------ SOURCE RECORDS ------
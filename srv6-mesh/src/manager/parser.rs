use std::net::Ipv6Addr;

use ipnet::Ipv4Net;
use kube::ResourceExt;
use kube::core::Selector;
use serde::Serialize;
use sha2::{Digest, Sha256};
use srv6_mesh_crds::v1alpha1::srv6egresspolicy::SRv6EgressPolicy;
use srv6_mesh_crds::v1alpha1::srv6vrf::SRv6VRF;

use crate::manager::{EgressPolicy, Vrf, VrfRule};
use crate::{Error, Result};

/// Validate and normalize an inbound VRF resource.
pub fn parse_vrf(vrf: &SRv6VRF) -> Result<Vrf> {
    let spec = &vrf.spec;

    let export_route_target = match spec.export_route_target.as_deref() {
        None | Some("") => None,
        Some(rt) => Some(
            rt.parse()
                .map_err(|_| Error::InvalidRouteTarget(rt.to_string()))?,
        ),
    };
    let locator_pool_ref = spec.locator_pool_ref.clone().filter(|p| !p.is_empty());

    if spec.rules.is_empty() {
        return Err(Error::EmptyRules);
    }
    let mut rules = Vec::with_capacity(spec.rules.len());
    for rule in &spec.rules {
        if rule.selectors.is_empty() || rule.destination_cidrs.is_empty() {
            return Err(Error::EmptyRules);
        }
        let mut selectors = Vec::with_capacity(rule.selectors.len());
        for selector in &rule.selectors {
            let Some(pod_selector) = &selector.pod_selector else {
                return Err(Error::InvalidSelector(
                    "endpoint selector has no podSelector".into(),
                ));
            };
            selectors.push(
                Selector::try_from(pod_selector.clone())
                    .map_err(|e| Error::InvalidSelector(e.to_string()))?,
            );
        }
        rules.push(VrfRule {
            selectors,
            dst_cidrs: parse_cidrs(&rule.destination_cidrs)?,
        });
    }

    Ok(Vrf {
        name: vrf.name_any(),
        vrf_id: spec.vrf_id,
        export_route_target,
        locator_pool_ref,
        rules,
        rules_fingerprint: fingerprint(&spec.rules)?,
    })
}

/// Validate and normalize an inbound egress policy resource.
pub fn parse_policy(policy: &SRv6EgressPolicy) -> Result<EgressPolicy> {
    let spec = &policy.spec;

    if spec.destination_cidrs.is_empty() {
        return Err(Error::EmptyRules);
    }
    let dst_sid: Ipv6Addr = spec
        .destination_sid
        .parse()
        .map_err(|_| Error::InvalidSid(spec.destination_sid.clone()))?;

    Ok(EgressPolicy {
        name: policy.name_any(),
        vrf_id: spec.vrf_id,
        dst_cidrs: parse_cidrs(&spec.destination_cidrs)?,
        dst_sid,
    })
}

/// Parse CIDRs and reduce each to its network address.
fn parse_cidrs(raw: &[String]) -> Result<Vec<Ipv4Net>> {
    raw.iter()
        .map(|s| {
            s.parse::<Ipv4Net>()
                .map(|net| net.trunc())
                .map_err(|_| Error::InvalidCidr(s.clone()))
        })
        .collect()
}

fn fingerprint<T: Serialize>(value: &T) -> Result<u64> {
    let bytes = serde_json::to_vec(value)?;
    let digest = Sha256::digest(&bytes);
    let mut raw = [0u8; 8];
    raw.copy_from_slice(&digest[..8]);
    Ok(u64::from_be_bytes(raw))
}

#[cfg(test)]
mod tests {
    use std::collections::BTreeMap;

    use k8s_openapi::apimachinery::pkg::apis::meta::v1::LabelSelector;
    use srv6_mesh_crds::v1alpha1::srv6egresspolicy::SRv6EgressPolicySpec;
    use srv6_mesh_crds::v1alpha1::srv6vrf::{EndpointSelector, SRv6VRFSpec, VRFRule};

    use super::*;

    fn selector(key: &str, value: &str) -> EndpointSelector {
        let mut match_labels = BTreeMap::new();
        match_labels.insert(key.to_string(), value.to_string());
        EndpointSelector {
            pod_selector: Some(LabelSelector {
                match_labels: Some(match_labels),
                match_expressions: None,
            }),
        }
    }

    fn vrf(spec: SRv6VRFSpec) -> SRv6VRF {
        SRv6VRF::new("vrf0", spec)
    }

    fn valid_spec() -> SRv6VRFSpec {
        SRv6VRFSpec {
            vrf_id: 1,
            export_route_target: None,
            locator_pool_ref: None,
            rules: vec![VRFRule {
                selectors: vec![selector("vrf", "vrf0")],
                destination_cidrs: vec!["0.0.0.0/0".into()],
            }],
        }
    }

    #[test]
    fn parses_a_minimal_vrf() {
        let parsed = parse_vrf(&vrf(valid_spec())).unwrap();
        assert_eq!(parsed.name, "vrf0");
        assert_eq!(parsed.vrf_id, 1);
        assert!(parsed.export_route_target.is_none());
        assert_eq!(parsed.rules.len(), 1);
        assert_eq!(
            parsed.rules[0].dst_cidrs,
            vec!["0.0.0.0/0".parse::<Ipv4Net>().unwrap()]
        );
    }

    #[test]
    fn normalizes_cidrs_to_network_address() {
        let mut spec = valid_spec();
        spec.rules[0].destination_cidrs = vec!["10.0.0.5/24".into()];

        let parsed = parse_vrf(&vrf(spec)).unwrap();
        assert_eq!(
            parsed.rules[0].dst_cidrs,
            vec!["10.0.0.0/24".parse::<Ipv4Net>().unwrap()]
        );
    }

    #[test]
    fn rejects_invalid_cidr() {
        let mut spec = valid_spec();
        spec.rules[0].destination_cidrs = vec!["10.0.0.0/33".into()];
        assert!(matches!(
            parse_vrf(&vrf(spec)),
            Err(Error::InvalidCidr(_))
        ));
    }

    #[test]
    fn rejects_empty_rules() {
        let mut spec = valid_spec();
        spec.rules.clear();
        assert!(matches!(parse_vrf(&vrf(spec)), Err(Error::EmptyRules)));
    }

    #[test]
    fn rejects_rule_without_selectors() {
        let mut spec = valid_spec();
        spec.rules[0].selectors.clear();
        assert!(matches!(parse_vrf(&vrf(spec)), Err(Error::EmptyRules)));
    }

    #[test]
    fn rejects_rule_without_destinations() {
        let mut spec = valid_spec();
        spec.rules[0].destination_cidrs.clear();
        assert!(matches!(parse_vrf(&vrf(spec)), Err(Error::EmptyRules)));
    }

    #[test]
    fn rejects_invalid_route_target() {
        let mut spec = valid_spec();
        spec.export_route_target = Some("not-a-route-target".into());
        assert!(matches!(
            parse_vrf(&vrf(spec)),
            Err(Error::InvalidRouteTarget(_))
        ));
    }

    #[test]
    fn empty_route_target_means_no_export() {
        let mut spec = valid_spec();
        spec.export_route_target = Some(String::new());
        let parsed = parse_vrf(&vrf(spec)).unwrap();
        assert!(parsed.export_route_target.is_none());
    }

    #[test]
    fn rule_fingerprint_tracks_rule_changes() {
        let first = parse_vrf(&vrf(valid_spec())).unwrap();

        let mut changed = valid_spec();
        changed.rules[0].destination_cidrs = vec!["10.0.0.0/24".into()];
        let second = parse_vrf(&vrf(changed)).unwrap();

        assert_ne!(first.rules_fingerprint, second.rules_fingerprint);

        let same = parse_vrf(&vrf(valid_spec())).unwrap();
        assert_eq!(first.rules_fingerprint, same.rules_fingerprint);
    }

    #[test]
    fn parses_a_policy() {
        let policy = SRv6EgressPolicy::new(
            "policy0",
            SRv6EgressPolicySpec {
                vrf_id: 1,
                destination_cidrs: vec!["10.0.0.0/24".into()],
                destination_sid: "fd00:0:0:1::".into(),
            },
        );
        let parsed = parse_policy(&policy).unwrap();
        assert_eq!(parsed.name, "policy0");
        assert_eq!(parsed.vrf_id, 1);
        assert_eq!(parsed.dst_sid, "fd00:0:0:1::".parse::<Ipv6Addr>().unwrap());
    }

    #[test]
    fn rejects_invalid_policy_sid() {
        let policy = SRv6EgressPolicy::new(
            "policy0",
            SRv6EgressPolicySpec {
                vrf_id: 1,
                destination_cidrs: vec!["10.0.0.0/24".into()],
                destination_sid: "10.0.0.1".into(),
            },
        );
        assert!(matches!(
            parse_policy(&policy),
            Err(Error::InvalidSid(_))
        ));
    }

    #[test]
    fn rejects_policy_without_destinations() {
        let policy = SRv6EgressPolicy::new(
            "policy0",
            SRv6EgressPolicySpec {
                vrf_id: 1,
                destination_cidrs: vec![],
                destination_sid: "fd00:0:0:1::".into(),
            },
        );
        assert!(matches!(parse_policy(&policy), Err(Error::EmptyRules)));
    }
}
use std::sync::Arc;

use aya::maps::{HashMap, MapData};
use srv6_mesh_ebpf_common::{PolicyKey, PolicyValue, SidKey, SidValue, VrfKey, VrfValue};
use tokio::sync::oneshot;
use tokio_util::sync::CancellationToken;
use tracing::info;

use crate::config::AgentArgs;
use crate::identity::{IdentityAllocator, LabelIdentityAllocator};
use crate::ipam::PrefixAllocator;
use crate::manager::allocator::SidManager;
use crate::manager::signaler::BgpSignaler;
use crate::manager::{ManagerConfig, Srv6Manager, reconciler};
use crate::{Result, bpf, http, kubernetes};

/// Wire the agent together: pinned datapath maps, the manager and its
/// reconciler, the watch layer and the http listener, then wait for shutdown.
pub async fn start(
    args: AgentArgs,
    sid_manager_rx: oneshot::Receiver<Arc<dyn SidManager>>,
    signaler: Arc<dyn BgpSignaler>,
    cancel: CancellationToken,
) -> Result<()> {
    let client = kube::Client::try_default().await?;

    let vrf_map: HashMap<MapData, VrfKey, VrfValue> =
        bpf::open_pinned_map(&args.bpf_fs, bpf::VRF_MAP_PIN)?;
    let policy_map: HashMap<MapData, PolicyKey, PolicyValue> =
        bpf::open_pinned_map(&args.bpf_fs, bpf::POLICY_MAP_PIN)?;
    let sid_map: HashMap<MapData, SidKey, SidValue> =
        bpf::open_pinned_map(&args.bpf_fs, bpf::SID_MAP_PIN)?;

    let manager = Srv6Manager::new(
        ManagerConfig {
            enable_srv6: args.enable_srv6,
        },
        vrf_map,
        policy_map,
        sid_map,
        signaler,
    );

    let ready = CancellationToken::new();
    let identity: Arc<dyn IdentityAllocator> = Arc::new(LabelIdentityAllocator);
    kubernetes::start(
        client,
        manager.clone(),
        identity,
        ready.clone(),
        cancel.child_token(),
    )
    .await?;

    manager.set_sid_allocator(Arc::new(PrefixAllocator::new(args.sid_prefix)));

    // The SID manager resolves once; subscribing is the side effect of
    // resolution. Without one, locator pools stay dormant and every exported
    // VRF is served by the default allocator.
    let resolved = manager.clone();
    tokio::spawn(async move {
        match sid_manager_rx.await {
            Ok(sid_manager) => resolved.on_sid_manager(sid_manager),
            Err(_) => info!("no SID manager available, locator pools disabled"),
        }
    });

    tokio::spawn(reconciler::run(manager, cancel.child_token()));
    tokio::spawn(http::serve(
        args.metrics_address,
        ready,
        cancel.child_token(),
    ));

    info!(node = %args.node_name, "srv6 egress agent started");
    cancel.cancelled().await;
    Ok(())
}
------
* [WHAT YOU ARE ASKED TO DO]
In the data above, how many lines hold the word "changed"? Give only the number.

* [EXERCISE SOLUTION]
3